__WHAT NEEDS TO BE DONE__: Retype the complete listing without any change.
==*==
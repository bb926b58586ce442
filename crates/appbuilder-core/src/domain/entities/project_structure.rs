use std::collections::HashSet;
use std::path::PathBuf;

use crate::domain::error::DomainError;

/// Rendered output ready for materialization.
///
/// Produced by a `TemplateRenderer`: every path is already token-substituted
/// and relative to `root`. It contains no business logic, only data.
#[derive(Debug, Clone, PartialEq, Eq)]
pub struct ProjectStructure {
    pub(crate) root: PathBuf,
    pub(crate) entries: Vec<FsEntry>,
}

impl ProjectStructure {
    pub fn new(root: impl Into<PathBuf>) -> Self {
        Self {
            root: root.into(),
            entries: Vec::new(),
        }
    }

    pub fn add_file(&mut self, path: impl Into<PathBuf>, content: String) {
        self.entries.push(FsEntry::File(FileToWrite {
            path: path.into(),
            content,
        }));
    }

    pub fn add_directory(&mut self, path: impl Into<PathBuf>) {
        self.entries.push(FsEntry::Directory(DirectoryToCreate { path: path.into() }));
    }

    pub fn with_file(mut self, path: impl Into<PathBuf>, content: impl Into<String>) -> Self {
        self.add_file(path, content.into());
        self
    }

    pub fn with_directory(mut self, path: impl Into<PathBuf>) -> Self {
        self.add_directory(path);
        self
    }

    /// Reject absolute entries and two files rendering to the same path.
    ///
    /// Directories may repeat: two template directories can legitimately
    /// collapse onto one path after substitution.
    pub fn validate(&self) -> Result<(), DomainError> {
        let mut seen = HashSet::new();
        for entry in &self.entries {
            let path = entry.path();
            if path.is_absolute() {
                return Err(DomainError::AbsolutePathNotAllowed {
                    path: path.display().to_string(),
                });
            }

            if let FsEntry::File(f) = entry {
                let path_str = f.path.display().to_string();
                if !seen.insert(path_str.clone()) {
                    return Err(DomainError::DuplicatePath { path: path_str });
                }
            }
        }

        Ok(())
    }

    pub fn root(&self) -> &std::path::Path {
        &self.root
    }

    pub fn entries(&self) -> &[FsEntry] {
        &self.entries
    }

    pub fn files(&self) -> impl Iterator<Item = &FileToWrite> {
        self.entries.iter().filter_map(|e| match e {
            FsEntry::File(f) => Some(f),
            _ => None,
        })
    }

    pub fn directories(&self) -> impl Iterator<Item = &DirectoryToCreate> {
        self.entries.iter().filter_map(|e| match e {
            FsEntry::Directory(d) => Some(d),
            _ => None,
        })
    }

    pub fn entry_count(&self) -> usize {
        self.entries.len()
    }
}

#[derive(Debug, Clone, PartialEq, Eq)]
pub enum FsEntry {
    File(FileToWrite),
    Directory(DirectoryToCreate),
}

impl FsEntry {
    pub fn path(&self) -> &std::path::Path {
        match self {
            FsEntry::File(f) => &f.path,
            FsEntry::Directory(d) => &d.path,
        }
    }
}

#[derive(Debug, Clone, PartialEq, Eq)]
pub struct FileToWrite {
    pub path: PathBuf,
    pub content: String,
}

impl FileToWrite {
    pub fn size(&self) -> usize {
        self.content.len()
    }
}

#[derive(Debug, Clone, PartialEq, Eq)]
pub struct DirectoryToCreate {
    pub path: PathBuf,
}

#[cfg(test)]
mod tests {
    use super::*;

    #[test]
    fn builds_and_counts_entries() {
        let structure = ProjectStructure::new("/tmp/app")
            .with_directory("src")
            .with_file("src/Main.java", "class Main {}");

        assert_eq!(structure.entry_count(), 2);
        assert_eq!(structure.files().count(), 1);
        assert_eq!(structure.directories().count(), 1);
        assert!(structure.validate().is_ok());
    }

    #[test]
    fn duplicate_files_are_rejected() {
        let structure = ProjectStructure::new("/tmp/app")
            .with_file("pom.xml", "")
            .with_file("pom.xml", "");

        assert!(matches!(
            structure.validate(),
            Err(DomainError::DuplicatePath { .. })
        ));
    }

    #[test]
    fn repeated_directories_are_fine() {
        let structure = ProjectStructure::new("/tmp/app")
            .with_directory("conf")
            .with_directory("conf");
        assert!(structure.validate().is_ok());
    }
}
==*==
__RESPONSE__:
repository bb926b58586ce442
filename crates/appbuilder-core/src/domain/entities/project_structure.rs
use std::collections::HashSet;
use std::path::PathBuf;

use crate::domain::error::DomainError;

/// Rendered output ready for materialization.
///
/// Produced by a `TemplateRenderer`: every path is already token-substituted
/// and relative to `root`. It contains no business logic, only data.
#[derive(Debug, Clone, PartialEq, Eq)]
pub struct ProjectStructure {
    pub(crate) root: PathBuf,
    pub(crate) entries: Vec<FsEntry>,
}

impl ProjectStructure {
    pub fn new(root: impl Into<PathBuf>) -> Self {
        Self {
            root: root.into(),
            entries: Vec::new(),
        }
    }

    pub fn add_file(&mut self, path: impl Into<PathBuf>, content: String) {
        self.entries.push(FsEntry::File(FileToWrite {
            path: path.into(),
            content,
        }));
    }

    pub fn add_directory(&mut self, path: impl Into<PathBuf>) {
        self.entries.push(FsEntry::Directory(DirectoryToCreate { path: path.into() }));
    }

    pub fn with_file(mut self, path: impl Into<PathBuf>, content: impl Into<String>) -> Self {
        self.add_file(path, content.into());
        self
    }

    pub fn with_directory(mut self, path: impl Into<PathBuf>) -> Self {
        self.add_directory(path);
        self
    }

    /// Reject absolute entries and two files rendering to the same path.
    ///
    /// Directories may repeat: two template directories can legitimately
    /// collapse onto one path after substitution.
    pub fn validate(&self) -> Result<(), DomainError> {
        let mut seen = HashSet::new();
        for entry in &self.entries {
            let path = entry.path();
            if path.is_absolute() {
                return Err(DomainError::AbsolutePathNotAllowed {
                    path: path.display().to_string(),
                });
            }

            if let FsEntry::File(f) = entry {
                let path_str = f.path.display().to_string();
                if !seen.insert(path_str.clone()) {
                    return Err(DomainError::DuplicatePath { path: path_str });
                }
            }
        }

        Ok(())
    }

    pub fn root(&self) -> &std::path::Path {
        &self.root
    }

    pub fn entries(&self) -> &[FsEntry] {
        &self.entries
    }

    pub fn files(&self) -> impl Iterator<Item = &FileToWrite> {
        self.entries.iter().filter_map(|e| match e {
            FsEntry::File(f) => Some(f),
            _ => None,
        })
    }

    pub fn directories(&self) -> impl Iterator<Item = &DirectoryToCreate> {
        self.entries.iter().filter_map(|e| match e {
            FsEntry::Directory(d) => Some(d),
            _ => None,
        })
    }

    pub fn entry_count(&self) -> usize {
        self.entries.len()
    }
}

#[derive(Debug, Clone, PartialEq, Eq)]
pub enum FsEntry {
    File(FileToWrite),
    Directory(DirectoryToCreate),
}

impl FsEntry {
    pub fn path(&self) -> &std::path::Path {
        match self {
            FsEntry::File(f) => &f.path,
            FsEntry::Directory(d) => &d.path,
        }
    }
}

#[derive(Debug, Clone, PartialEq, Eq)]
pub struct FileToWrite {
    pub path: PathBuf,
    pub content: String,
}

impl FileToWrite {
    pub fn size(&self) -> usize {
        self.content.len()
    }
}

#[derive(Debug, Clone, PartialEq, Eq)]
pub struct DirectoryToCreate {
    pub path: PathBuf,
}

#[cfg(test)]
mod tests {
    use super::*;

    #[test]
    fn builds_and_counts_entries() {
        let structure = ProjectStructure::new("/tmp/app")
            .with_directory("src")
            .with_file("src/Main.java", "class Main {}");

        assert_eq!(structure.entry_count(), 2);
        assert_eq!(structure.files().count(), 1);
        assert_eq!(structure.directories().count(), 1);
        assert!(structure.validate().is_ok());
    }

    #[test]
    fn duplicate_files_are_rejected() {
        let structure = ProjectStructure::new("/tmp/app")
            .with_file("pom.xml", "")
            .with_file("pom.xml", "");

        assert!(matches!(
            structure.validate(),
            Err(DomainError::DuplicatePath { .. })
        ));
    }

    #[test]
    fn repeated_directories_are_fine() {
        let structure = ProjectStructure::new("/tmp/app")
            .with_directory("conf")
            .with_directory("conf");
        assert!(structure.validate().is_ok());
    }
}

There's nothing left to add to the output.